Targeting non-canonical NF-κB signalling in CYLD cutaneous syndrome by selective inhibition of IκB kinase alpha

Kirsty Hodgson; Joseph Inns; Gary Reynolds; Emily Stephenson; Andrew Paul; Naomi Sinclair; Giacomo Berretta; Christopher Lawson; Andrew Michael Frey; Iglika Ivanova; Eva Adam; Christopher J Lord; Simon Cockell; Jonathan Coxhead; Nikoletta Nagy; David Adams; Marta Szell; Matthias Trost; Muzlifah Haniffa; Simon P Mackay; Neil Perkins; Neil Rajan

doi:10.1093/bjd/ljag044

Targeting non-canonical NF-κB signalling in CYLD cutaneous syndrome by selective inhibition of IκB kinase alpha

Br J Dermatol. 2026 Mar 4:ljag044. doi: 10.1093/bjd/ljag044. Online ahead of print.

Authors

Kirsty Hodgson¹, Joseph Inns¹, Gary Reynolds^{2

3}, Emily Stephenson², Andrew Paul⁴, Naomi Sinclair¹, Giacomo Berretta⁴, Christopher Lawson⁴, Andrew Michael Frey², Iglika Ivanova², Eva Adam^{5

6}, Christopher J Lord⁷, Simon Cockell², Jonathan Coxhead², Nikoletta Nagy^{5

6}, David Adams⁸, Marta Szell^{5

6}, Matthias Trost², Muzlifah Haniffa^{2

8

9}, Simon P Mackay⁴, Neil Perkins², Neil Rajan^{1

9}

Affiliations

¹ Translational and Clinical Research Institute, Newcastle University, Newcastle upon Tyne, UK.
² Biosciences Institute, Newcastle University, Newcastle upon Tyne NE2 4HH, UK.
³ Centre for Immunology & Inflammatory Diseases, Massachusetts General Hospital, Boston, Massachusetts, USA.
⁴ Strathclyde Institute of Pharmacy and Biomedical Sciences, University of Strathclyde, Glasgow G4 0RE, UK.
⁵ Department of Medical Genetics, University of Szeged, Szeged, Hungary.
⁶ HUN-REN-SZTE Functional Clinical Genetics Research Group, Szeged, Hungary.
⁷ The CRUK Gene Function Laboratory and Breast Cancer Now Toby Robins Research Centre, The Institute of Cancer Research, London, UK.
⁸ Wellcome Sanger Institute, Wellcome Genome Campus, Hinxton, Cambridge CB10 1SA, UK.
⁹ Department of Dermatology and NIHR Newcastle Biomedical Research Centre, Newcastle Hospitals NHS Foundation Trust, Newcastle upon Tyne NE1 4LP, UK.

PMID: 41779628
DOI: 10.1093/bjd/ljag044

Abstract

CYLD cutaneous syndrome (CCS) skin tumours develop from puberty onwards, can number in the hundreds and progressively grow over time.
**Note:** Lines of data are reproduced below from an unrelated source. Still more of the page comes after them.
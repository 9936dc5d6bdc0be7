// SPDX-License-Identifier: Apache-2.0
//! Element classification enums.

/// Classification of the four node kinds a caller may add via `addNode`.
#[derive(Debug, Clone, Copy, PartialEq, Eq, Hash)]
#[cfg_attr(feature = "serde", derive(serde::Serialize, serde::Deserialize))]
pub enum NodeKind {
    /// A quantity container ("Pool" in the glossary).
    Reservoir,
    /// Weighted random routing node ("Gate").
    Router,
    /// Multi-input recipe node with a buffer ("Converter").
    Transformer,
    /// Constant-product pair exchanger ("Swap").
    Exchanger,
}

impl NodeKind {
    /// Short kind tag used for auto-generated ids/labels (`pool`, `gate`, ...).
    #[must_use]
    pub const fn tag(self) -> &'static str {
        match self {
            Self::Reservoir => "pool",
            Self::Router => "gate",
            Self::Transformer => "converter",
            Self::Exchanger => "swap",
        }
    }
}

/// Classification over every element kind, including edges.
#[derive(Debug, Clone, Copy, PartialEq, Eq, Hash)]
#[cfg_attr(feature = "serde", derive(serde::Serialize, serde::Deserialize))]
pub enum ElementKind {
    /// See [`NodeKind::Reservoir`].
    Reservoir,
    /// See [`NodeKind::Router`].
    Router,
    /// See [`NodeKind::Transformer`].
    Transformer,
    /// See [`NodeKind::Exchanger`].
    Exchanger,
    /// A directed, rate-limited edge.
    Edge,
}

impl From<NodeKind> for ElementKind {
    fn from(kind: NodeKind) -> Self {
        match kind {
            NodeKind::Reservoir => Self::Reservoir,
            NodeKind::Router => Self::Router,
            NodeKind::Transformer => Self::Transformer,
            NodeKind::Exchanger => Self::Exchanger,
        }
    }
}
// SPDX-License-Identifier: Apache-2.0
//! Router ("Gate") node kind: weighted random output selection.
use std::collections::BTreeMap;
use std::sync::Arc;

use rand::RngCore;

use crate::eval::BooleanFn;
use crate::ident::{ElementId, Label};
use crate::rng::weighted_select;
use crate::scope::Scope;

/// Weighted random routing node: samples exactly one output edge per tick.
#[derive(Clone)]
pub struct Router {
    /// Stable identifier.
    pub id: ElementId,
    /// Mutable display label.
    pub label: Label,
    /// Non-negative weight per output edge id. Zero-weight outputs are never
    /// selected; all-zero means no selection.
    pub weights: BTreeMap<ElementId, f64>,
    /// Id of the single inbound edge, if connected.
    pub input_edge: Option<ElementId>,
    /// Guard gating forwarding at execution time.
    pub condition: Option<Arc<dyn BooleanFn>>,
    /// Source string for `condition`, retained for clone/JSON round-trip.
    pub condition_src: Option<String>,
    /// Output edge sampled by the most recent [`Router::advance`] call.
    pub selected_output: Option<ElementId>,
}

impl Router {
    /// Creates a router with no outputs, no input, and no guard.
    #[must_use]
    pub fn new(id: ElementId, label: Label) -> Self {
        Self {
            id,
            label,
            weights: BTreeMap::new(),
            input_edge: None,
            condition: None,
            condition_src: None,
            selected_output: None,
        }
    }

    /// Samples `selected_output` from `weights` using weighted selection
    /// (spec §4.3). Iteration order over `weights` is the `BTreeMap`'s
    /// `ElementId` order, which must match whatever order callers rely on
    /// for deterministic replay.
    pub fn advance(&mut self, rng: &mut dyn RngCore) {
        let ids: Vec<&ElementId> = self.weights.keys().collect();
        let values: Vec<f64> = self.weights.values().copied().collect();
        self.selected_output = weighted_select(&values, rng).map(|i| ids[i].clone());
    }

    /// Evaluates `condition` against `scope`; `true` when there is no guard.
    #[must_use]
    pub fn evaluate_condition(&self, scope: &dyn Scope) -> bool {
        self.condition
            .as_ref()
            .map_or(true, |c| c.eval(scope))
    }
}

#[cfg(test)]
mod tests {
    use super::*;
    use crate::ident::Ident;
    use rand::rngs::mock::StepRng;

    #[allow(clippy::unwrap_used)]
    fn router() -> Router {
        Router::new(ElementId::new("r0"), Ident::parse("r0").unwrap())
    }

    #[test]
    fn no_outputs_selects_none() {
        let mut r = router();
        let mut rng = StepRng::new(0, 1);
        r.advance(&mut rng);
        assert_eq!(r.selected_output, None);
    }

    #[test]
    fn all_zero_weights_selects_none() {
        let mut r = router();
        r.weights.insert(ElementId::new("e0"), 0.0);
        r.weights.insert(ElementId::new("e1"), 0.0);
        let mut rng = StepRng::new(0, 1);
        r.advance(&mut rng);
        assert_eq!(r.selected_output, None);
    }

    #[test]
    fn single_deterministic_weight_wins() {
        let mut r = router();
        r.weights.insert(ElementId::new("e0"), 0.0);
        r.weights.insert(ElementId::new("e1"), 1.0);
        let mut rng = StepRng::new(0, 1);
        r.advance(&mut rng);
        assert_eq!(r.selected_output, Some(ElementId::new("e1")));
    }
}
CCS patients lack medical therapies and require repeated surgery to control tumour burden. CYLD loss of heterozygosity (LOH) drives tumour growth, and CCS tumours have previously been shown to demonstrate increased canonical NF-κB and Wnt signalling. Here, we demonstrate evidence of non-canonical NF-κB signalling in CCS tumour keratinocytes, with increased p100 to p52 processing and RelB protein expression compared to normal skin. Utilizing complementary transcriptomics and proteomics on patient derived CCS tumour cell fractions, we identify IκB kinase alpha (IKKα) as a candidate target in the non-canonical NF-κB signalling pathway. A novel, highly selective, IKKα inhibitor (SU1644) used in patient derived CCS tumour spheroid cultures demonstrated that IKKα inhibition reduced tumour spheroid viability. These data provide the pre-clinical rationale for the assessment of topical IKKα inhibitors as a novel preventative treatment for CCS.